L’évaluation concerne également les progrès de l’élève dans sa pratique de spectateur et dans sa culture théâtrale. Orale ou écrite, elle peut prendre diverses formes, au choix du professeur : exposé de l’élève sur un point ou une notion, compte rendu d’une lecture en lien avec le programme, lecture expliquée d’un court extrait de texte théorique en lien avec le travail de plateau ou un spectacle vu, compte rendu ou analyse de spectacle, bilan d’une séance de travail, mais aussi proposition concrète d’une composante d’un projet (maquette d’un espace, croquis de costume, adaptation d’une scène, etc.).

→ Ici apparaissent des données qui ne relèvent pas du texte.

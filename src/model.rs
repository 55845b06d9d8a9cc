// src/model.rs
//! Data model for per-item analysis results and batch-level aggregates.
//!
//! Everything here is serde-serializable so the export sink can flatten rows
//! into tabular output without knowing the analysis internals.

use serde::{Deserialize, Serialize};
use serde_json::{json, Map, Value};

/// Overall sentiment of one response. Closed set: the classification schema
/// instructs the model to pick exactly one of these four.
#[derive(Debug, Clone, Copy, PartialEq, Eq, Hash, Serialize, Deserialize)]
#[serde(rename_all = "lowercase")]
pub enum Sentiment {
    Positive,
    Negative,
    Neutral,
    Mixed,
}

impl Sentiment {
    /// Display order used by the report: positive, neutral, negative, mixed.
    pub const DISPLAY_ORDER: [Sentiment; 4] = [
        Sentiment::Positive,
        Sentiment::Neutral,
        Sentiment::Negative,
        Sentiment::Mixed,
    ];

    pub fn as_str(&self) -> &'static str {
        match self {
            Sentiment::Positive => "positive",
            Sentiment::Negative => "negative",
            Sentiment::Neutral => "neutral",
            Sentiment::Mixed => "mixed",
        }
    }
}

/// Structured insight extracted from a single survey response.
#[derive(Debug, Clone, Serialize, Deserialize)]
pub struct SurveyAnalysis {
    /// Overall sentiment, one of the four closed categories.
    pub sentiment: Sentiment,
    /// Key topics mentioned in the response, e.g. 価格 / デザイン / サポート体制.
    #[serde(default)]
    pub key_topics: Vec<String>,
    /// Representative sentence quoted from the original text.
    pub verbatim_quote: String,
    /// Whether the response contains concrete, actionable feedback.
    pub actionable_insight: bool,
}

/// The seven moderation categories, fixed by the moderation endpoint.
/// `ModerationCategories` and `ModerationScores` share this key set.
pub const MODERATION_CATEGORIES: [&str; 7] = [
    "hate",
    "hate_threatening",
    "self_harm",
    "sexual",
    "sexual_minors",
    "violence",
    "violence_graphic",
];

/// Per-category trigger flags.
#[derive(Debug, Clone, Default, Serialize, Deserialize)]
pub struct ModerationCategories {
    pub hate: bool,
    #[serde(alias = "hate/threatening")]
    pub hate_threatening: bool,
    #[serde(alias = "self-harm")]
    pub self_harm: bool,
    pub sexual: bool,
    #[serde(alias = "sexual/minors")]
    pub sexual_minors: bool,
    pub violence: bool,
    #[serde(alias = "violence/graphic")]
    pub violence_graphic: bool,
}

impl ModerationCategories {
    /// Flags in `MODERATION_CATEGORIES` order.
    pub fn flags(&self) -> [(&'static str, bool); 7] {
        [
            ("hate", self.hate),
            ("hate_threatening", self.hate_threatening),
            ("self_harm", self.self_harm),
            ("sexual", self.sexual),
            ("sexual_minors", self.sexual_minors),
            ("violence", self.violence),
            ("violence_graphic", self.violence_graphic),
        ]
    }
}

/// Per-category scores, parallel to the trigger flags.
#[derive(Debug, Clone, Default, Serialize, Deserialize)]
pub struct ModerationScores {
    pub hate: f64,
    #[serde(alias = "hate/threatening")]
    pub hate_threatening: f64,
    #[serde(alias = "self-harm")]
    pub self_harm: f64,
    pub sexual: f64,
    #[serde(alias = "sexual/minors")]
    pub sexual_minors: f64,
    pub violence: f64,
    #[serde(alias = "violence/graphic")]
    pub violence_graphic: f64,
}

/// Moderation outcome for one text.
#[derive(Debug, Clone, Default, Serialize, Deserialize)]
pub struct ModerationVerdict {
    pub flagged: bool,
    pub categories: ModerationCategories,
    pub category_scores: ModerationScores,
}

/// Primary emotion scores for a text, each nominally in 0..=5. The rubric
/// instructs the model to stay in range; the engine does not clamp (external
/// trust boundary).
#[derive(Debug, Clone, Default, Serialize, Deserialize)]
pub struct EmotionScores {
    pub joy: f64,
    pub sadness: f64,
    pub fear: f64,
    pub surprise: f64,
    pub anger: f64,
    pub disgust: f64,
    /// Free-text rationale for the scores as a whole.
    pub reason: String,
}

impl EmotionScores {
    /// The six axes in fixed report order.
    pub fn axes(&self) -> [(&'static str, f64); 6] {
        [
            ("joy", self.joy),
            ("sadness", self.sadness),
            ("fear", self.fear),
            ("surprise", self.surprise),
            ("anger", self.anger),
            ("disgust", self.disgust),
        ]
    }
}

/// Combined record produced for every item: classification, moderation and
/// emotion scoring joined together.
#[derive(Debug, Clone, Serialize, Deserialize)]
pub struct ItemAnalysis {
    pub survey: SurveyAnalysis,
    pub moderation: ModerationVerdict,
    pub emotions: EmotionScores,
}

/// Result for one item. Fallback still carries a fully populated record so
/// aggregation treats every row uniformly; `reason` says why the real
/// analysis was not obtained.
#[derive(Debug, Clone, Serialize, Deserialize)]
#[serde(tag = "status", rename_all = "lowercase")]
pub enum PerItemResult {
    Success(ItemAnalysis),
    Fallback { reason: String, record: ItemAnalysis },
}

impl PerItemResult {
    /// The analysis record regardless of variant.
    pub fn record(&self) -> &ItemAnalysis {
        match self {
            PerItemResult::Success(record) => record,
            PerItemResult::Fallback { record, .. } => record,
        }
    }

    pub fn is_fallback(&self) -> bool {
        matches!(self, PerItemResult::Fallback { .. })
    }
}

/// One row of the batch output: the raw response text paired with its result.
#[derive(Debug, Clone, Serialize, Deserialize)]
pub struct AnalyzedItem {
    pub text: String,
    pub result: PerItemResult,
}

/// Index-aligned batch output: `rows[i]` always corresponds to input `i`.
#[derive(Debug, Clone, Default, Serialize, Deserialize)]
pub struct ResultTable {
    pub rows: Vec<AnalyzedItem>,
}

impl ResultTable {
    pub fn len(&self) -> usize {
        self.rows.len()
    }

    pub fn is_empty(&self) -> bool {
        self.rows.is_empty()
    }

    /// Flatten each row into a single JSON object with `analysis_*`,
    /// `moderation_*` and `emotion_*` prefixed columns, for the tabular
    /// export sink.
    pub fn to_rows(&self) -> Vec<Value> {
        self.rows
            .iter()
            .map(|item| {
                let record = item.result.record();
                let mut row = Map::new();
                row.insert("text".into(), json!(item.text));
                row.insert("fallback".into(), json!(item.result.is_fallback()));
                row.insert(
                    "analysis_sentiment".into(),
                    json!(record.survey.sentiment.as_str()),
                );
                row.insert("analysis_key_topics".into(), json!(record.survey.key_topics));
                row.insert(
                    "analysis_verbatim_quote".into(),
                    json!(record.survey.verbatim_quote),
                );
                row.insert(
                    "analysis_actionable_insight".into(),
                    json!(record.survey.actionable_insight),
                );
                row.insert("moderation_flagged".into(), json!(record.moderation.flagged));
                for (name, flag) in record.moderation.categories.flags() {
                    row.insert(format!("moderation_categories_{name}"), json!(flag));
                }
                for (name, score) in [
                    ("hate", record.moderation.category_scores.hate),
                    (
                        "hate_threatening",
                        record.moderation.category_scores.hate_threatening,
                    ),
                    ("self_harm", record.moderation.category_scores.self_harm),
                    ("sexual", record.moderation.category_scores.sexual),
                    (
                        "sexual_minors",
                        record.moderation.category_scores.sexual_minors,
                    ),
                    ("violence", record.moderation.category_scores.violence),
                    (
                        "violence_graphic",
                        record.moderation.category_scores.violence_graphic,
                    ),
                ] {
                    row.insert(format!("moderation_category_scores_{name}"), json!(score));
                }
                for (name, score) in record.emotions.axes() {
                    row.insert(format!("emotion_{name}"), json!(score));
                }
                row.insert("emotion_reason".into(), json!(record.emotions.reason));
                Value::Object(row)
            })
            .collect()
    }
}

/// Word lists feeding the three word clouds. Neutral texts intentionally
/// appear in both the positive and negative sets.
#[derive(Debug, Clone, Default, Serialize, Deserialize)]
pub struct WordcloudWords {
    pub all: Vec<String>,
    pub positive: Vec<String>,
    pub negative: Vec<String>,
}

/// Read-only batch summary derived from a completed [`ResultTable`].
#[derive(Debug, Clone, Serialize, Deserialize)]
pub struct SummaryAggregate {
    /// Sentiment histogram in display order, zero-filled for absent
    /// categories.
    pub sentiment_counts: Vec<(Sentiment, usize)>,
    /// Topic frequencies, descending, truncated to the top 15. Ties keep
    /// first-seen order.
    pub topic_counts: Vec<(String, usize)>,
    /// Count of rows that triggered each moderation category.
    pub moderation_totals: Vec<(String, usize)>,
    /// Arithmetic mean per emotion axis over all rows, fallback zeros
    /// included.
    pub emotion_means: Vec<(String, f64)>,
    pub wordcloud: WordcloudWords,
    /// Label of the analyzed column, e.g. 「自由記述」列の回答.
    pub analysis_target: String,
}

/// Narrative commentary generated from a [`SummaryAggregate`].
#[derive(Debug, Clone, Serialize, Deserialize)]
pub struct ReportCommentary {
    /// Three-point overall summary.
    pub summary_text: String,
    /// Suggested next actions (the prompt asks for exactly three).
    pub action_items: Vec<String>,
    /// Commentary on the sentiment pie chart.
    pub sentiment_commentary: String,
    /// Commentary on the key-topics bar chart.
    pub topics_commentary: String,
}

#[cfg(test)]
mod tests {
    use super::*;

    fn sample_record(sentiment: Sentiment) -> ItemAnalysis {
        ItemAnalysis {
            survey: SurveyAnalysis {
                sentiment,
                key_topics: vec!["価格".into()],
                verbatim_quote: "値段が手頃で良い".into(),
                actionable_insight: false,
            },
            moderation: ModerationVerdict::default(),
            emotions: EmotionScores::default(),
        }
    }

    #[test]
    fn sentiment_serializes_lowercase() {
        assert_eq!(
            serde_json::to_string(&Sentiment::Mixed).unwrap(),
            "\"mixed\""
        );
        let back: Sentiment = serde_json::from_str("\"positive\"").unwrap();
        assert_eq!(back, Sentiment::Positive);
    }

    #[test]
    fn moderation_aliases_accept_api_key_names() {
        let raw = r#"{
            "hate": false,
            "hate/threatening": true,
            "self-harm": false,
            "sexual": false,
            "sexual/minors": false,
            "violence": false,
            "violence/graphic": false
        }"#;
        let cats: ModerationCategories = serde_json::from_str(raw).unwrap();
        assert!(cats.hate_threatening);
        assert!(!cats.violence);
    }

    #[test]
    fn flattened_row_carries_prefixed_columns() {
        let table = ResultTable {
            rows: vec![AnalyzedItem {
                text: "価格に満足しています".into(),
                result: PerItemResult::Success(sample_record(Sentiment::Positive)),
            }],
        };
        let rows = table.to_rows();
        assert_eq!(rows.len(), 1);
        let row = rows[0].as_object().unwrap();
        assert_eq!(row["analysis_sentiment"], "positive");
        assert_eq!(row["moderation_categories_hate"], false);
        assert_eq!(row["emotion_joy"], 0.0);
        assert_eq!(row["fallback"], false);
    }
}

Le carnet de bord, dans lequel l’élève consigne et analyse la mise en œuvre du projet, des indications de jeu, des synthèses sur le travail en cours, des remarques personnelles, peut devenir un outil privilégié de l’évaluation. L’élève peut aussi y garder des traces de sa réception des spectacles vus et de leur analyse en classe, y reporter certains éléments des recherches qu’il a effectuées. La part imaginative ou visuelle (photos, croquis, etc.) peut y être présente. Sa forme est choisie par l’élève (papier, numérique), en accord avec le professeur.